JAKARTA, Koranmadura.com – Ketua Dewan Perwakilan Daerah (DPD) RI AA LaNyalla Mahmud Mattalitti mengapresiasi berbagai upaya pemerintah pusat dalam mengentas kemiskinan di seluruh Indonesia lewat berbagai program di kementerian dan dan badan.
Hanya saja, upaya-upaya itu sifatnya masih karitatif dan kuratif serta belum menyelesaikan akar masalah sesungguhnya. Sebab, pendekatan yang dilakukan pemerintah hanya mengobati gejala dari suatu penyakit yang sesungguhnya.
Hal itu ditegaskan AA LaNyalla Mahmud Mattalitti dalam pidatonya pada Sidang Tahunan MPR 2023 di Senayan Jakarta, Kamis 16 Agustus 2023.
“Karena persoalan yang sesungguhnya dan paling mendasar adalah kita sebagai bangsa telah kehilangan saluran dan sarana untuk membangun cita-cita bersama kita sebagai sebuah bangsa,” ujarnya.
Dia meneruskan, “Cita-cita bersama yang melahirkan tekad bersama, seperti yang pernah kita rasakan ketika bangsa ini mempertahankan proklamasi kemerdekaan kita. Sehingga negara ini, saat itu mampu melewati masa sulit dan ujian demi ujian dalam mempertahankan kemerdekaan.”

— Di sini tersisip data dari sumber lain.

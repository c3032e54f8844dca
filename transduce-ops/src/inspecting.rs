// Copyright 2025 Umberto Gotti <umberto.gotti@umbertogotti.dev>
// Licensed under the Apache License, Version 2.0
// http://www.apache.org/licenses/LICENSE-2.0

//! Inspecting transducer for side-effect observation without modifying elements.

use transduce_core::{Reducer, Result, Step, Transducer};

/// Transducer returned by [`inspecting`].
#[derive(Debug, Clone, Copy)]
pub struct Inspecting<F> {
    f: F,
}

/// Calls `f` with a reference to each element, then forwards it unchanged.
///
/// Useful for debugging or metrics. Placed after a `filtering` stage it only
/// sees accepted elements; placed first it sees every element the driver pulls.
pub fn inspecting<A, F>(f: F) -> Inspecting<F>
where
    F: FnMut(&A) + Clone,
{
    Inspecting { f }
}

impl<A, F> Transducer<A, A> for Inspecting<F>
where
    F: FnMut(&A) + Clone,
{
    type Output<R> = Inspected<F, R>;

    fn apply<R>(&self, downstream: R) -> Self::Output<R> {
        Inspected {
            f: self.f.clone(),
            downstream,
        }
    }
}

/// Reducer produced by applying an [`Inspecting`].
#[derive(Debug, Clone)]
pub struct Inspected<F, R> {
    f: F,
    downstream: R,
}

impl<Acc, A, F, R> Reducer<Acc, A> for Inspected<F, R>
where
    F: FnMut(&A),
    R: Reducer<Acc, A>,
{
    fn step(&mut self, acc: Acc, item: A) -> Result<Step<Acc>> {
        (self.f)(&item);
        self.downstream.step(acc, item)
    }
}
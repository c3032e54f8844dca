// Copyright 2025 Umberto Gotti <umberto.gotti@umbertogotti.dev>
// Licensed under the Apache License, Version 2.0
// http://www.apache.org/licenses/LICENSE-2.0

//! # Transduce
//!
//! Composable transformations over sequential data, fused into a single pass.
//!
//! ## Overview
//!
//! Chaining `map`, `filter` and `take` over a collection usually means one
//! traversal and one intermediate collection per stage. A transducer instead
//! describes a stage as a transformation of the *reducer* that will consume
//! its output. Composing stages composes reducer transformations, so the
//! whole chain collapses into one reducer that processes the source once,
//! with no intermediate collections, and can stop early.
//!
//! The stages know nothing about what is being built: the same pipeline can
//! append into a `Vec`, add into a sum, or feed any other [`Reducer`].
//!
//! ## Quick Start
//!
//! ```rust
//! use transduce::prelude::*;
//!
//! let xform = mapping(|n: u64| n * n)
//!     .then(filtering(|n: &u64| n % 2 == 1))
//!     .then(taking(3));
//!
//! let odd_squares: Vec<u64> = transduce(1.., &xform, Append, Vec::new()).unwrap();
//! let total = transduce(1.., &xform, Sum, 0).unwrap();
//!
//! assert_eq!(odd_squares, vec![1, 9, 25]);
//! assert_eq!(total, 35);
//! ```
//!
//! ## Composition order
//!
//! `a.then(b)` is `compose(a, b)`, and `compose(a, b).apply(r)` is
//! `a.apply(b.apply(r))`. The first stage named is the outermost wrapper,
//! so it is the first to see each element. Pipelines read left to right in
//! the order elements flow.
//!
//! ## Early termination
//!
//! Every reducer call returns a [`Step`]. `Step::Done` tells the driver to
//! stop; [`reduce`] never pulls another element after it, which makes
//! unbounded sources safe as long as something like [`taking`] bounds them.
//!
//! ## Errors
//!
//! Reduction is infallible on its own. [`try_mapping`], [`try_filtering`]
//! and [`try_from_fn`] accept user functions returning [`Result`]; the first
//! `Err` aborts the fold and is returned by the driver.

pub use transduce_core::{
    compose, from_fn, identity, reduce, transduce, try_from_fn, Append, Compose, Count, FromFn,
    Identity, Reducer, Step, Sum, Transducer, TransducerExt, TryFromFn,
};
pub use transduce_error::{IntoTransduceError, Result, ResultExt, TransduceError};
pub use transduce_ops::{
    filtering, inspecting, mapping, skipping, taking, taking_while, try_filtering, try_mapping,
    try_taking, Filtering, Inspecting, Mapping, Skipping, Taking, TakingWhile, TryFiltering,
    TryMapping,
};

#[cfg(feature = "stream")]
pub use transduce_stream::{reduce_stream, TransduceStreamExt};

/// Prelude module for convenient imports
pub mod prelude {
    pub use transduce_core::{
        compose, identity, reduce, transduce, Append, Count, Reducer, Step, Sum, Transducer,
        TransducerExt,
    };
    pub use transduce_error::{Result, TransduceError};
    pub use transduce_ops::{
        filtering, inspecting, mapping, skipping, taking, taking_while, try_filtering,
        try_mapping, try_taking,
    };

    #[cfg(feature = "stream")]
    pub use transduce_stream::TransduceStreamExt;
}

Tekad bersama, kata LaNyalla, hanya bisa dirajut melalui saluran dan sarana yang memberikan ruang kedaulatan kepada rakyat, sebagai pemilik negara ini. Dalam sebuah ikatan yang mampu menyatukan. Mampu memberikan rasa keadilan dan menjawab tantangan masa depan melalui jati diri bangsa.

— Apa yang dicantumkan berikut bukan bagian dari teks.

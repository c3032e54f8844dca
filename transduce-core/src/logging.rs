// Conditional logging shim: forwards to `tracing` when enabled, compiles away otherwise

#[cfg(feature = "tracing")]
#[macro_export]
macro_rules! debug {
    ($($arg:tt)*) => {{
        $crate::__tracing::debug!($($arg)*);
    }};
}

#[cfg(feature = "tracing")]
#[macro_export]
macro_rules! trace {
    ($($arg:tt)*) => {{
        $crate::__tracing::trace!($($arg)*);
    }};
}

// Without `tracing` the messages are discarded; nothing is written to stderr.
#[cfg(not(feature = "tracing"))]
#[macro_export]
macro_rules! debug {
    ($($arg:tt)*) => {{
        let _ = format_args!($($arg)*);
    }};
}

#[cfg(not(feature = "tracing"))]
#[macro_export]
macro_rules! trace {
    ($($arg:tt)*) => {{
        let _ = format_args!($($arg)*);
    }};
}
// Copyright 2025 Umberto Gotti <umberto.gotti@umbertogotti.dev>
// Licensed under the Apache License, Version 2.0
// http://www.apache.org/licenses/LICENSE-2.0

//! Core abstractions for single-pass, allocation-free reduction pipelines.
//!
//! - [`Reducer`]: combines an accumulator with one element, returning a [`Step`]
//! - [`Step`]: the accumulator plus a continue/stop flag
//! - [`reduce`]: drives a reducer over a source, stopping at the first [`Step::Done`]
//! - [`Transducer`]: turns a reducer of `B` into a reducer of `A`
//! - [`Compose`] / [`TransducerExt::then`]: left-to-right pipeline construction

#![allow(clippy::multiple_crate_versions, clippy::doc_markdown)]

#[doc(hidden)]
pub mod logging;
pub mod reduce;
pub mod reducer;
pub mod step;
pub mod transducer;

#[cfg(feature = "tracing")]
#[doc(hidden)]
pub use tracing as __tracing;

pub use self::reduce::{reduce, transduce};
pub use self::reducer::{from_fn, try_from_fn, Append, Count, FromFn, Reducer, Sum, TryFromFn};
pub use self::step::Step;
pub use self::transducer::{compose, identity, Compose, Identity, Transducer, TransducerExt};
pub use transduce_error::{Result, TransduceError};
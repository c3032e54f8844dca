// Copyright 2025 Umberto Gotti <umberto.gotti@umbertogotti.dev>
// Licensed under the Apache License, Version 2.0
// http://www.apache.org/licenses/LICENSE-2.0

//! The transducer abstraction and its composition law.
//!
//! A transducer takes a reducer that consumes `B` and wraps it into a
//! reducer that consumes `A`. The direction is the reverse of the element
//! transformation it describes: `mapping(f)` with `f: A -> B` is a
//! `Transducer<A, B>` because the wrapped reducer sits downstream of `f`.
//!
//! # Reading order
//!
//! `compose(t1, t2).apply(r)` is `t1.apply(t2.apply(r))`. The first
//! transducer named is the outermost wrapper, so it sees every element
//! first, exactly like a left-to-right pipe:
//!
//! ```text
//! square.then(incr).then(take(10))   ==>   square( incr( take10( append ) ) )
//! element ──> square ──> incr ──> take10 ──> append
//! ```

use core::fmt;
use core::marker::PhantomData;

/// Converts a reducer of `B` into a reducer of `A`.
///
/// The accumulator type is not part of the trait: [`Self::Output`] is a
/// reducer for every accumulator the downstream reducer supports, so one
/// transducer can feed a `Vec`, a sum or any other base reducer.
///
/// `apply` borrows the transducer. Every call builds an independent reducer
/// with its own private state, so one transducer value can back any number
/// of pipelines.
pub trait Transducer<A, B> {
    /// The reducer produced by wrapping a downstream reducer `R`.
    type Output<R>;

    /// Wraps `downstream`, yielding a reducer that accepts `A`.
    fn apply<R>(&self, downstream: R) -> Self::Output<R>;
}

impl<A, B, T> Transducer<A, B> for &T
where
    T: Transducer<A, B> + ?Sized,
{
    type Output<R> = <T as Transducer<A, B>>::Output<R>;

    fn apply<R>(&self, downstream: R) -> Self::Output<R> {
        (**self).apply(downstream)
    }
}

/// The identity transducer: returns the downstream reducer unchanged.
pub struct Identity<A> {
    _element: PhantomData<fn(A) -> A>,
}

/// Creates the identity element of transducer composition.
#[must_use]
pub const fn identity<A>() -> Identity<A> {
    Identity {
        _element: PhantomData,
    }
}

impl<A> Transducer<A, A> for Identity<A> {
    type Output<R> = R;

    fn apply<R>(&self, downstream: R) -> Self::Output<R> {
        downstream
    }
}

impl<A> Clone for Identity<A> {
    fn clone(&self) -> Self {
        *self
    }
}

impl<A> Copy for Identity<A> {}

impl<A> fmt::Debug for Identity<A> {
    fn fmt(&self, f: &mut fmt::Formatter<'_>) -> fmt::Result {
        f.write_str("Identity")
    }
}

/// Two transducers applied in sequence. See [`compose`].
///
/// `B` is the element type passed from `first` to `second`.
pub struct Compose<T1, T2, B> {
    first: T1,
    second: T2,
    _mid: PhantomData<fn(B) -> B>,
}

/// Composes `first` (which sees elements first) with `second`.
///
/// `compose(t1, t2).apply(r) == t1.apply(t2.apply(r))`. Composition is
/// associative, has [`identity`] as its neutral element, and is not
/// commutative: `compose(filter, take)` and `compose(take, filter)` stop at
/// different points.
pub fn compose<A, B, X, T1, T2>(first: T1, second: T2) -> Compose<T1, T2, B>
where
    T1: Transducer<A, B>,
    T2: Transducer<B, X>,
{
    Compose {
        first,
        second,
        _mid: PhantomData,
    }
}

impl<A, B, X, T1, T2> Transducer<A, X> for Compose<T1, T2, B>
where
    T1: Transducer<A, B>,
    T2: Transducer<B, X>,
{
    type Output<R> = <T1 as Transducer<A, B>>::Output<<T2 as Transducer<B, X>>::Output<R>>;

    fn apply<R>(&self, downstream: R) -> Self::Output<R> {
        self.first.apply(self.second.apply(downstream))
    }
}

impl<T1: Clone, T2: Clone, B> Clone for Compose<T1, T2, B> {
    fn clone(&self) -> Self {
        Self {
            first: self.first.clone(),
            second: self.second.clone(),
            _mid: PhantomData,
        }
    }
}

impl<T1: fmt::Debug, T2: fmt::Debug, B> fmt::Debug for Compose<T1, T2, B> {
    fn fmt(&self, f: &mut fmt::Formatter<'_>) -> fmt::Result {
        f.debug_struct("Compose")
            .field("first", &self.first)
            .field("second", &self.second)
            .finish()
    }
}

/// Extension trait providing left-to-right pipeline construction.
pub trait TransducerExt<A, B>: Transducer<A, B> + Sized {
    /// Appends `next` after `self`: `self` sees each element first.
    ///
    /// `a.then(b).then(c)` is `compose(compose(a, b), c)`.
    fn then<X, T>(self, next: T) -> Compose<Self, T, B>
    where
        T: Transducer<B, X>,
    {
        compose(self, next)
    }
}

impl<A, B, T> TransducerExt<A, B> for T where T: Transducer<A, B> {}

“Para pendiri bangsa kita, dengan menyadari berkat rahmat Allah Yang Maha Kuasa, melalui pikiran jernih, dan niat luhur, telah merumuskan Azas dan Sistem Bernegara yang dilandasi oleh sebuah nilai yang digali dari bumi Nusantara ini. Nilai yang sudah ada sebelum Indonesia merdeka, yaitu Pancasila,” tegasnya.
Sistem
Menurutnya, Pancasila sudah dirancang oleh para pendiri bangsa sebagai sebuah sistem yang memanusiakan manusia, merajut persatuan, mengutamakan musyawarah perwakilan, dan berorientasi kepada keadilan sosial.
“Inilah sistem yang sesuai dengan jati diri bangsa Indonesia, bangsa yang lahir dari sejarah panjang bumi Nusantara ini,” ujarnya.
Sayangnya, lanjut mantan Ketua Umum PSSI itu, sistem tersebut belum pernah secara benar diterapkan baik di era Orde Lama maupun Orde Baru. Lebih celaka lagi, sistem tersebut dihapus dan dikubur pada era reformasi, melalui amandemen konstitusi pada tahun 1999 hingga 2002.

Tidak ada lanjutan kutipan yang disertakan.